Ahmet Altan'a aşırma suçlaması
Abone olTürk romanında son dönemde gündeme gelen ‘intihal’ tartışmalarına bir yenisi daha eklendi. İddiaya göre Ahmet Altan "Kılıç Yarası Gibi" adlı romanında aşırma ya
Kaçak Yayın dergisinin bu ayki sayısında Mehmet Ergün imzasıyla
yer alan yazıda, Ahmet Altan’ın "Kılıç Yarası Gibi" romanında
Ercüment Ekrem Talu’nun "Kodaman" adlı romanından çalıntı yaptığı
iddia ediliyor. Her iki romandan yapılan alıntılarla desteklenen
iddiaya göre Altan, romanındaki zaman kesitini, ilişkiler ağını ve
birtakım olayları Talu’nun romanından almış. Ercüment Ekrem
Talu’nun "Kodaman" romanında, II. Abdülhamit döneminden bir kesit
sunuluyor.
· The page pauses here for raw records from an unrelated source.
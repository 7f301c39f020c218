//! This crate provides a push-driven streaming decoder and encoder for [EBML][EBML] data.
//!
//! [EBML][EBML] stands for Extensible Binary Meta-Language and is somewhat of a
//! binary version of XML. It's used for container formats like [WebM][webm] or
//! [MKV][mkv].
//!
//! # Decoding and encoding
//! The [`TagDecoder`] accepts byte chunks of any size as they arrive and yields a flat sequence of [`tags::Tag`] events: `Start` and `End` for "Master" tags, and `Content` for everything else.  The [`TagEncoder`] accepts the same kind of event sequence and produces bytes again, one complete top level element at a time.  Neither needs the whole document in memory; a master only has to be held in memory if the decoder is asked to buffer it.
//!
//! With the `futures` feature, the [`stream`] module wraps both as [`futures::Stream`] transforms.
//!
//! # Schemas
//! Both engines are schema-agnostic.  Element types, names and parents come from an implementation of [`specs::EbmlSchema`]; a Matroska/WebM table is included as [`specs::MatroskaSchema`].
//!
//! # Unknown sizes
//! Masters may be declared with an "Unknown Data Size" as defined in [RFC8794][rfc8794], as live streams usually do.  The decoder closes them when the schema shows that the next element cannot be one of their children, or when input ends.
//!
//! [EBML]: http://ebml.sourceforge.net/
//! [webm]: https://www.webmproject.org/
//! [mkv]: http://www.matroska.org/technical/specs/index.html
//! [rfc8794]: https://datatracker.ietf.org/doc/rfc8794/
//!

pub mod block;
pub mod data;
mod decoder;
mod encoder;
mod errors;
pub mod specs;
pub mod tags;
pub mod tools;

#[cfg(feature = "futures")]
pub mod stream;

pub use self::decoder::TagDecoder;
pub use self::encoder::TagEncoder;

pub mod error {
    //!
    //! Errors returned by this crate.
    //!

    pub use super::errors::decoder::DecoderError;
    pub use super::errors::encoder::EncoderError;
    pub use super::errors::schema::SchemaError;
    pub use super::errors::tool::ToolError;
}
//!
//! Provides the EBML schema types.
//!
//! Implement [`EbmlSchema`] to read a custom EBML document type, or use the included [`MatroskaSchema`].
//!

pub use ebml_stream_specification::EbmlSchema;
pub use ebml_stream_specification::ElementInfo;
pub use ebml_stream_specification::ElementType;
pub use ebml_stream_specification::Parent;

pub use ebml_stream_specification::empty_schema::EmptySchema;
pub use ebml_stream_specification::matroska::{ids, MatroskaSchema};
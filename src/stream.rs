//!
//! Adapters exposing the decoder and encoder as [`futures::Stream`] transforms.
//!
//! The end of the input stream finishes the decoder (or flushes the encoder).  An error, including a failed read, is yielded once and then ends the output stream.
//!

use std::collections::VecDeque;
use std::io;

use futures::{AsyncRead, AsyncReadExt, Stream, StreamExt};
use tracing::{trace, warn};

use ebml_stream_specification::EbmlSchema;

use super::decoder::TagDecoder;
use super::encoder::TagEncoder;
use super::errors::decoder::DecoderError;
use super::errors::encoder::EncoderError;
use super::tags::Tag;

const READ_CHUNK_LEN: usize = 1024 * 64;

struct DecodeState<S: EbmlSchema, St> {
    source: St,
    decoder: TagDecoder<S>,
    ready: VecDeque<Result<Tag, DecoderError>>,
    done: bool,
}

impl<S: EbmlSchema, St> DecodeState<S, St> {
    fn accept(&mut self, chunk: &[u8]) {
        trace!("decoding chunk of {} bytes", chunk.len());
        self.decoder.push(chunk);
        self.ready.extend(self.decoder.by_ref());
    }

    fn fail(&mut self, source: io::Error) {
        warn!("read failed, dropping {} open tag(s): {}", self.decoder.open_depth(), source);
        self.done = true;
        self.ready.push_back(Err(DecoderError::ReadError { source }));
    }

    fn finish(&mut self) {
        self.done = true;
        match self.decoder.finish() {
            Ok(tags) => self.ready.extend(tags.into_iter().map(Ok)),
            Err(err) => self.ready.push_back(Err(err)),
        }
    }

    fn pop_ready(&mut self) -> Option<Result<Tag, DecoderError>> {
        let item = self.ready.pop_front()?;
        if item.is_err() {
            self.done = true;
            self.ready.clear();
        }
        Some(item)
    }
}

///
/// Decodes a stream of byte chunks into a stream of tag events.
///
/// ## Example
///
/// ```
/// use futures::{executor::block_on, stream, StreamExt};
/// use ebml_stream::{stream::decode_stream, TagDecoder};
/// use ebml_stream::specs::MatroskaSchema;
///
/// let chunks = stream::iter(vec![vec![0x42, 0x86], vec![0x81, 0x01]]);
/// let tags: Vec<_> = block_on(decode_stream(chunks, TagDecoder::new(MatroskaSchema, &[])).collect());
/// assert_eq!(1, tags.len());
/// assert_eq!(0x4286, tags[0].as_ref().unwrap().id);
/// ```
///
pub fn decode_stream<S, St, B>(source: St, decoder: TagDecoder<S>) -> impl Stream<Item = Result<Tag, DecoderError>>
where
    S: EbmlSchema,
    St: Stream<Item = B> + Unpin,
    B: AsRef<[u8]>,
{
    decode_chunks(source.map(Ok::<B, io::Error>), decoder)
}

///
/// Decodes everything read from `reader` into a stream of tag events.
///
/// A read failure is yielded as [`DecoderError::ReadError`] and ends the stream.  The decoder is not finished in that case, so masters left open get no `End` events.
///
pub fn decode_reader<S, R>(reader: R, decoder: TagDecoder<S>) -> impl Stream<Item = Result<Tag, DecoderError>>
where
    S: EbmlSchema,
    R: AsyncRead + Unpin,
{
    let chunks = futures::stream::unfold(reader, |mut reader| async move {
        let mut chunk = vec![0; READ_CHUNK_LEN];
        loop {
            match reader.read(&mut chunk).await {
                Ok(0) => return None,
                Ok(length) => {
                    chunk.truncate(length);
                    return Some((Ok(chunk), reader));
                },
                Err(err) if err.kind() == io::ErrorKind::Interrupted => continue,
                Err(err) => return Some((Err(err), reader)),
            }
        }
    });
    decode_chunks(Box::pin(chunks), decoder)
}

fn decode_chunks<S, St, B>(source: St, decoder: TagDecoder<S>) -> impl Stream<Item = Result<Tag, DecoderError>>
where
    S: EbmlSchema,
    St: Stream<Item = io::Result<B>> + Unpin,
    B: AsRef<[u8]>,
{
    let state = DecodeState { source, decoder, ready: VecDeque::new(), done: false };
    futures::stream::unfold(state, |mut state| async move {
        loop {
            if let Some(item) = state.pop_ready() {
                return Some((item, state));
            }
            if state.done {
                return None;
            }
            match state.source.next().await {
                Some(Ok(chunk)) => state.accept(chunk.as_ref()),
                Some(Err(err)) => state.fail(err),
                None => state.finish(),
            }
        }
    })
}

///
/// Encodes a stream of tag events into a stream of byte chunks, one per completed top level element.
///
pub fn encode_stream<St>(source: St, encoder: TagEncoder) -> impl Stream<Item = Result<Vec<u8>, EncoderError>>
where
    St: Stream<Item = Tag> + Unpin,
{
    futures::stream::unfold((source, encoder, false), |(mut source, mut encoder, done)| async move {
        if done {
            return None;
        }
        loop {
            match source.next().await {
                Some(tag) => match encoder.write(tag) {
                    Ok(Some(bytes)) => return Some((Ok(bytes), (source, encoder, false))),
                    Ok(None) => continue,
                    Err(err) => return Some((Err(err), (source, encoder, true))),
                },
                None => {
                    let rest = encoder.flush();
                    if rest.is_empty() {
                        return None;
                    }
                    return Some((Ok(rest), (source, encoder, true)));
                }
            }
        }
    })
}
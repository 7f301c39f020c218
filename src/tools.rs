//!
//! Contains the variable-length integer ("vint") tools used throughout the codec.
//!
//! EBML uses the same self-describing encoding for element ids and element sizes: the number of leading zero bits in the first byte, plus one, gives the total length of the field (1 to 8 bytes).
//!

use super::errors::tool::ToolError;
use super::tags::TagSize;

///
/// The largest value this crate will write as a vint: 2^53.
///
/// Decoded 8 byte sizes above this ceiling are reported as [`TagSize::Unknown`] rather than as a lossy number.
///
pub const MAX_SAFE_INTEGER: u64 = 1 << 53;

///
/// The 8 byte "unknown size" marker.
///
pub const UNKNOWN_SIZE_VINT: [u8; 8] = [0x01, 0xff, 0xff, 0xff, 0xff, 0xff, 0xff, 0xff];

///
/// Trait to enable easy serialization to a vint.
///
/// This is only available for types that can be cast as `u64`.
///
/// ```
/// use ebml_stream::tools::Vint;
///
/// # fn main() -> Result<(), Box<dyn std::error::Error>> {
/// assert_eq!(vec![0x81], 1u64.as_vint()?);
/// assert_eq!(vec![0x40, 0x7f], 127u64.as_vint()?);
/// assert_eq!(vec![0x01, 0, 0, 0, 0, 0, 0, 0x05], 5u64.as_vint_with_length(8)?);
/// # Ok(())
/// # }
/// ```
pub trait Vint: Into<u64> + Copy {
    ///
    /// Returns a representation of the current value as a vint array.
    ///
    /// The shortest length is chosen whose payload is not all ones - the all ones payload is reserved as the "unknown size" marker.
    ///
    /// # Errors
    ///
    /// This can return an error if the value is larger than [`MAX_SAFE_INTEGER`].
    ///
    fn as_vint(&self) -> Result<Vec<u8>, ToolError> {
        let val: u64 = (*self).into();
        check_size_u64(val, 8)?;
        let mut length = 1;
        while length < 8 {
            if val < (1 << (7 * length)) - 1 {
                break;
            }
            length += 1;
        }

        Ok(as_vint_no_check_u64(val, length))
    }

    ///
    /// Returns a representation of the current value as a vint array with a specified length.
    ///
    /// # Errors
    ///
    /// This can return an error if the length is not between 1 and 8 or if the value does not fit in that length.
    ///
    fn as_vint_with_length(&self, length: usize) -> Result<Vec<u8>, ToolError> {
        if !(1..=8).contains(&length) {
            return Err(ToolError::InvalidVintLength(length));
        }
        let val: u64 = (*self).into();
        check_size_u64(val, length)?;
        Ok(as_vint_no_check_u64(val, length))
    }
}

impl Vint for u64 { }
impl Vint for u32 { }
impl Vint for u16 { }
impl Vint for u8 { }

#[inline]
fn check_size_u64(val: u64, max_length: usize) -> Result<(), ToolError> {
    if val > MAX_SAFE_INTEGER || val >= (1 << (max_length * 7)) - 1 {
        Err(ToolError::UnrepresentableValue(val))
    } else {
        Ok(())
    }
}

#[inline]
fn as_vint_no_check_u64(val: u64, length: usize) -> Vec<u8> {
    let bytes: [u8; 8] = val.to_be_bytes();
    let mut result: Vec<u8> = Vec::from(&bytes[(8-length)..]);
    result[0] |= 1 << (8 - length);
    result
}

///
/// Reads the length of the vint starting at the beginning of the input slice.
///
/// Returns `None` if the slice is empty or does not yet hold all bytes of the vint.
///
/// # Errors
///
/// Returns [`ToolError::MalformedVint`] if the first byte is zero (a length greater than 8).
///
pub fn read_vint_length(buffer: &[u8]) -> Result<Option<usize>, ToolError> {
    let first = match buffer.first() {
        Some(first) => *first,
        None => return Ok(None),
    };

    if first == 0 {
        return Err(ToolError::MalformedVint(first));
    }

    let length = first.leading_zeros() as usize + 1;
    if length > buffer.len() {
        return Ok(None);
    }
    Ok(Some(length))
}

///
/// Reads a vint from the beginning of the input array slice.
///
/// This method returns an option with the `None` variant used to indicate there was not enough data in the buffer to completely read a vint.
///
/// The returned tuple contains the raw value of the vint (`u64`, length marker removed) and the length of the vint (`usize`).  Use [`read_vint_size`] when the vint is an element size, so that the "unknown size" marker is recognised.
///
/// # Errors
///
/// This method can return a `ToolError` if the input array cannot be read as a vint.
///
pub fn read_vint(buffer: &[u8]) -> Result<Option<(u64, usize)>, ToolError> {
    let length = match read_vint_length(buffer)? {
        Some(length) => length,
        None => return Ok(None),
    };

    let mut value = (buffer[0] as u64) & (0xFFu64 >> length);
    for item in buffer.iter().take(length).skip(1) {
        value <<= 8;
        value += *item as u64;
    }

    Ok(Some((value, length)))
}

///
/// Reads an element size vint from the beginning of the input array slice.
///
/// Behaves like [`read_vint`], but maps the reserved all ones payload (of any length) and 8 byte values above [`MAX_SAFE_INTEGER`] to [`TagSize::Unknown`].
///
pub fn read_vint_size(buffer: &[u8]) -> Result<Option<(TagSize, usize)>, ToolError> {
    Ok(read_vint(buffer)?.map(|(value, length)| (TagSize::from_vint(value, length), length)))
}

///
/// Returns the bytes of an element id as they appear in a document.
///
/// Ids keep their length marker bits, so they are written verbatim (big endian, leading zero bytes removed) rather than re-encoded as a vint.
///
pub fn id_to_bytes(id: u64) -> Vec<u8> {
    id.to_be_bytes().iter().skip_while(|&v| *v == 0u8).copied().collect()
}

///
/// Reads an element id from the beginning of the input array slice.
///
/// The returned tuple contains the id (length marker bits included) and its length in bytes.
///
pub fn read_id(buffer: &[u8]) -> Result<Option<(u64, usize)>, ToolError> {
    Ok(read_vint_length(buffer)?.map(|length| {
        let id = buffer[..length].iter().fold(0u64, |acc, b| (acc << 8) | *b as u64);
        (id, length)
    }))
}

#[cfg(test)]
mod tests {
    use super::*;

    #[test]
    fn read_vint_sixteen() {
        let buffer = [144];
        let result = read_vint(&buffer).unwrap().expect("Reading vint failed");

        assert_eq!(16, result.0);
        assert_eq!(1, result.1);
    }

    #[test]
    fn write_vint_sixteen() {
        let result = 16u64.as_vint().expect("Writing vint failed");
        assert_eq!(vec![144u8], result);
    }

    #[test]
    fn read_vint_one_twenty_six() {
        let buffer = [254u8];
        let result = read_vint(&buffer).unwrap().expect("Reading vint failed");

        assert_eq!(126, result.0);
        assert_eq!(1, result.1);
    }

    #[test]
    fn write_vint_one_twenty_seven_avoids_unknown_marker() {
        let result = 127u64.as_vint().expect("Writing vint failed");
        assert_eq!(vec![0x40u8, 0x7f], result);
    }

    #[test]
    fn read_vint_two_hundred() {
        let buffer = [64, 200];
        let result = read_vint(&buffer).unwrap().expect("Reading vint failed");

        assert_eq!(200, result.0);
        assert_eq!(2, result.1);
    }

    #[test]
    fn write_vint_two_hundred() {
        let result = 200u64.as_vint().expect("Writing vint failed");
        assert_eq!(vec![64u8, 200u8], result);
    }

    #[test]
    fn write_vint_length_boundaries() {
        assert_eq!(vec![0x7f, 0xfe], (2u64.pow(14) - 2).as_vint().unwrap());
        assert_eq!(vec![0x20, 0x3f, 0xff], (2u64.pow(14) - 1).as_vint().unwrap());
        assert_eq!(vec![0x10, 0x1f, 0xff, 0xff], (2u64.pow(21) - 1).as_vint().unwrap());
        assert_eq!(vec![0x03, 0xff, 0xff, 0xff, 0xff, 0xff, 0xfe], (2u64.pow(49) - 2).as_vint().unwrap());
        assert_eq!(vec![0x01, 0x01, 0xff, 0xff, 0xff, 0xff, 0xff, 0xff], (2u64.pow(49) - 1).as_vint().unwrap());
    }

    #[test]
    fn read_id_for_ebml_tag() {
        let buffer = [0x1a, 0x45, 0xdf, 0xa3, 0x84];
        let result = read_id(&buffer).unwrap().expect("Reading id failed");

        assert_eq!(0x1a45dfa3, result.0);
        assert_eq!(4, result.1);
    }

    #[test]
    fn read_vint_for_ebml_tag() {
        let buffer = [0x1a, 0x45, 0xdf, 0xa3];
        let result = read_vint(&buffer).unwrap().expect("Reading vint failed");

        assert_eq!(0x0a45dfa3, result.0);
        assert_eq!(4, result.1);
    }

    #[test]
    fn id_bytes_are_verbatim() {
        assert_eq!(vec![0x1a, 0x45, 0xdf, 0xa3], id_to_bytes(0x1a45dfa3));
        assert_eq!(vec![0xa3], id_to_bytes(0xa3));
    }

    #[test]
    fn read_vint_very_long() {
        let buffer = [1, 0, 0, 0, 0, 0, 0, 1];
        let result = read_vint(&buffer).unwrap().expect("Reading vint failed");

        assert_eq!(1, result.0);
        assert_eq!(8, result.1);
    }

    #[test]
    fn write_vint_very_long() {
        let result = 1u64.as_vint_with_length(8).expect("Writing vint failed");
        assert_eq!(vec![1, 0, 0, 0, 0, 0, 0, 1], result);
    }

    #[test]
    fn read_vint_needs_more_data() {
        let buffer = [1, 0, 0, 0];
        let result = read_vint(&buffer).expect("Reading vint failed");
        assert!(result.is_none());

        assert!(read_vint(&[]).expect("Reading vint failed").is_none());
    }

    #[test]
    fn read_vint_zero_first_byte_is_malformed() {
        let buffer = [0x00, 0x80, 0x00, 0x00, 0x00, 0x00, 0x00, 0xff, 0xff];
        assert_eq!(Err(ToolError::MalformedVint(0)), read_vint(&buffer));
    }

    #[test]
    fn max_safe_integer_round_trips() {
        let bytes = MAX_SAFE_INTEGER.as_vint().expect("Writing vint failed");
        assert_eq!(vec![0x01, 0x20, 0, 0, 0, 0, 0, 0], bytes);
        let (size, length) = read_vint_size(&bytes).unwrap().unwrap();
        assert_eq!(TagSize::Known(MAX_SAFE_INTEGER), size);
        assert_eq!(8, length);
    }

    #[test]
    fn sizes_above_max_safe_integer_are_unknown() {
        let buffer = [0x01, 0x20, 0x00, 0x00, 0x00, 0x00, 0x00, 0x01];
        assert_eq!(Some((TagSize::Unknown, 8)), read_vint_size(&buffer).unwrap());
    }

    #[test]
    fn all_ones_sizes_are_unknown() {
        assert_eq!(Some((TagSize::Unknown, 1)), read_vint_size(&[0xff]).unwrap());
        assert_eq!(Some((TagSize::Unknown, 2)), read_vint_size(&[0x7f, 0xff]).unwrap());
        assert_eq!(Some((TagSize::Unknown, 8)), read_vint_size(&UNKNOWN_SIZE_VINT).unwrap());
    }

    #[test]
    fn too_big_for_vint() {
        assert_eq!(Err(ToolError::UnrepresentableValue(MAX_SAFE_INTEGER + 1)), (MAX_SAFE_INTEGER + 1).as_vint());
        assert_eq!(Err(ToolError::UnrepresentableValue(1 << 56)), (1u64 << 56).as_vint());
    }

    #[test]
    fn forced_length_must_fit() {
        assert_eq!(Err(ToolError::UnrepresentableValue(127)), 127u64.as_vint_with_length(1));
        assert_eq!(Err(ToolError::InvalidVintLength(9)), 1u64.as_vint_with_length(9));
        assert_eq!(Err(ToolError::InvalidVintLength(0)), 1u64.as_vint_with_length(0));
    }

    #[test]
    fn vint_encode_decode_range() {
        for val in (0..500_000u64).chain((MAX_SAFE_INTEGER - 1000)..=MAX_SAFE_INTEGER) {
            let bytes = val.as_vint().unwrap();
            let (result, length) = read_vint(bytes.as_slice()).unwrap().unwrap();
            assert_eq!(val, result);
            assert_eq!(bytes.len(), length);
        }
    }
}
pub mod corrupt_data_tests {
    use ebml_stream::error::{DecoderError, ToolError};
    use ebml_stream::specs::{ids, MatroskaSchema};
    use ebml_stream::tags::TagPosition;
    use ebml_stream::TagDecoder;

    #[test]
    pub fn zero_byte_where_id_expected() {
        let mut decoder = TagDecoder::new(MatroskaSchema, &[]);
        decoder.push(&[0x42, 0x86, 0x81, 0x01, 0x00, 0x81, 0x01]);

        assert!(decoder.next().unwrap().is_ok());
        assert!(matches!(decoder.next(), Some(Err(DecoderError::CorruptedData(ToolError::MalformedVint(0))))));
        assert!(decoder.is_poisoned());
        assert!(decoder.next().is_none());
    }

    #[test]
    pub fn zero_byte_where_size_expected() {
        let mut decoder = TagDecoder::new(MatroskaSchema, &[]);
        let result = decoder.decode(&[0x42, 0x86, 0x00, 0x00]);
        assert!(matches!(result, Err(DecoderError::CorruptedData(ToolError::MalformedVint(0)))));
    }

    #[test]
    pub fn nothing_after_error() {
        let mut decoder = TagDecoder::new(MatroskaSchema, &[]);
        assert!(decoder.decode(&[0x00]).is_err());
        assert!(decoder.decode(&[0x42, 0x86, 0x81, 0x01]).unwrap().is_empty());
        assert!(decoder.finish().unwrap().is_empty());
    }

    #[test]
    pub fn oversized_integer() {
        let mut decoder = TagDecoder::new(MatroskaSchema, &[]);
        let result = decoder.decode(&[0xfb, 0x89, 0, 0, 0, 0, 0, 0, 0, 0, 0x01]);
        match result {
            Err(DecoderError::CorruptedTagData { tag_id, problem }) => {
                assert_eq!(ids::REFERENCE_BLOCK, tag_id);
                assert_eq!(ToolError::ReadSignedMismatch(vec![0, 0, 0, 0, 0, 0, 0, 0, 0x01]), problem);
            },
            other => panic!("unexpected result: {:?}", other),
        }
    }

    #[test]
    pub fn odd_integer_width_does_not_stop_the_stream() {
        let mut decoder = TagDecoder::new(MatroskaSchema, &[]);
        let tags = decoder.decode(&[
            0x1f, 0x43, 0xb6, 0x75, 0x8b,
                0xe7, 0x81, 0x00,
                0xfb, 0x83, 0xfe, 0x79, 0x60,
                0xec, 0x81, 0x00,
        ]).expect("Test shouldn't error");

        assert_eq!(5, tags.len());
        assert_eq!(Some(-100_000), tags[2].as_signed_int());
        assert_eq!(ids::VOID, tags[3].id);
        assert_eq!((ids::CLUSTER, TagPosition::End), (tags[4].id, tags[4].position));
        assert!(!decoder.is_poisoned());
    }

    #[test]
    pub fn bad_float_width() {
        let mut decoder = TagDecoder::new(MatroskaSchema, &[]);
        let result = decoder.decode(&[0x44, 0x89, 0x82, 0x40, 0x20]);
        assert!(matches!(result, Err(DecoderError::CorruptedTagData { tag_id: ids::DURATION, problem: ToolError::ReadFloatMismatch(_) })));
    }

    #[test]
    pub fn truncated_simple_block() {
        let mut decoder = TagDecoder::new(MatroskaSchema, &[]);
        let result = decoder.decode(&[0xa3, 0x82, 0x81, 0x00]);
        assert!(matches!(result, Err(DecoderError::CorruptedTagData { tag_id: ids::SIMPLE_BLOCK, problem: ToolError::TruncatedBlock(2) })));
    }

    #[test]
    pub fn buffered_child_overruns_parent() {
        let mut decoder = TagDecoder::new(MatroskaSchema, &[ids::EBML]);
        let result = decoder.decode(&[0x1a, 0x45, 0xdf, 0xa3, 0x84, 0x42, 0x86, 0x85, 0x01]);
        assert!(matches!(result, Err(DecoderError::OversizedChild { tag_id: ids::EBML })));
    }

    #[test]
    pub fn buffered_child_master_overruns_parent() {
        let mut decoder = TagDecoder::new(MatroskaSchema, &[ids::SEGMENT]);
        let result = decoder.decode(&[0x18, 0x53, 0x80, 0x67, 0x85, 0x15, 0x49, 0xa9, 0x66, 0x8a]);
        assert!(matches!(result, Err(DecoderError::OversizedChild { tag_id: ids::SEGMENT })));
    }

    #[test]
    pub fn corrupt_child_of_buffered_master() {
        let mut decoder = TagDecoder::new(MatroskaSchema, &[ids::EBML]);
        let result = decoder.decode(&[0x1a, 0x45, 0xdf, 0xa3, 0x82, 0x00, 0x00]);
        assert!(matches!(result, Err(DecoderError::CorruptedData(ToolError::MalformedVint(0)))));
    }

    #[test]
    pub fn errors_carry_a_message() {
        let err = DecoderError::CorruptedTagData { tag_id: ids::REFERENCE_BLOCK, problem: ToolError::ReadSignedMismatch(vec![1; 9]) };
        assert_eq!("Content of tag 0xfb could not be read: Could not read int from array: [1, 1, 1, 1, 1, 1, 1, 1, 1]", err.to_string());
        assert!(std::error::Error::source(&err).is_some());
    }
}
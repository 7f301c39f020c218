pub mod tool {
    use thiserror::Error;

    #[derive(Debug, Clone, PartialEq, Error)]
    pub enum ToolError {
        #[error("Unrepresentable vint length: first byte was {0:#04x}")]
        MalformedVint(u8),

        #[error("Value is not representable as a vint: {0}")]
        UnrepresentableValue(u64),

        #[error("Vint length must be between 1 and 8, got {0}")]
        InvalidVintLength(usize),

        #[error("Could not read int from array: {0:?}")]
        ReadSignedMismatch(Vec<u8>),

        #[error("Could not read float from array: {0:?}")]
        ReadFloatMismatch(Vec<u8>),

        #[error("Invalid hex string for unsigned int: {0:?}")]
        InvalidHexString(String),

        #[error("Character {0:?} cannot be written as a single byte string")]
        NonLatin1Character(char),

        #[error("Block payload too short to hold a block header: {0} bytes")]
        TruncatedBlock(usize),
    }
}

pub mod schema {
    use thiserror::Error;

    #[derive(Debug, Clone, PartialEq, Eq, Error)]
    pub enum SchemaError {
        #[error("No schema entry named {0:?}")]
        UnknownSchemaEntry(String),
    }
}

pub mod decoder {
    use std::io;

    use thiserror::Error;

    use super::encoder::EncoderError;
    use super::tool::ToolError;

    #[derive(Debug, Error)]
    pub enum DecoderError {
        #[error("Encountered corrupted data: {0}")]
        CorruptedData(#[source] ToolError),

        #[error("Content of tag {tag_id:#x} could not be read: {problem}")]
        CorruptedTagData {
            tag_id: u64,
            #[source]
            problem: ToolError,
        },

        #[error("A child of buffered tag {tag_id:#x} extends past the end of its parent")]
        OversizedChild {
            tag_id: u64,
        },

        #[error("Children of buffered tag {tag_id:#x} do not form a tree: {problem}")]
        MalformedChildren {
            tag_id: u64,
            #[source]
            problem: EncoderError,
        },

        #[error("Error reading from source: {source}")]
        ReadError {
            #[source]
            source: io::Error,
        },
    }
}

pub mod encoder {
    use thiserror::Error;

    use super::tool::ToolError;

    #[derive(Debug, Clone, PartialEq, Error)]
    pub enum EncoderError {
        #[error("Unexpected closing tag {tag_id:#x}. Expected {expected_id:#x}")]
        StructuralMismatch {
            tag_id: u64,
            expected_id: u64,
        },

        #[error("Unexpected closing tag {tag_id:#x}. No tag is open")]
        UnexpectedClosingTag {
            tag_id: u64,
        },

        #[error("Tag has no id")]
        MissingIdentifier,

        #[error("Tag {tag_id:#x} is not a master and can only be written as content")]
        InvalidPosition {
            tag_id: u64,
        },

        #[error("Problem writing data of tag {tag_id:#x}: {problem}")]
        TagData {
            tag_id: u64,
            #[source]
            problem: ToolError,
        },
    }
}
Romanın bir yerinde, halkça çok sevilen Müşir Deli Fuat
Paşa’nın Şam’da yaşamaya mecbur edilmesi için kendisine yapılanlar
uzun uzadıya anlatılıyor. "Kodaman"da, Deli Fuat Paşa’nın rahatını
kaçırmak için, padişahın da desteğiyle, Fehim Paşa çaba gösteriyor.
Altan’ın, aynı dönemi konu alan romanında da Müşir Deli Fuat
Paşa’nın rahatını kaçırmak için bu kez Rasim Paşa padişah yardımı
alıyor. İki olay da aynı muhitte geçiyor. Mehmet Ergün, bunun basit
bir esinlenme olmadığı görüşünde. Ergün, Altan’ın başka bir
ilişkiler ağı içinde anlatabileceği hikayeyi, "kolaylık olsun diye"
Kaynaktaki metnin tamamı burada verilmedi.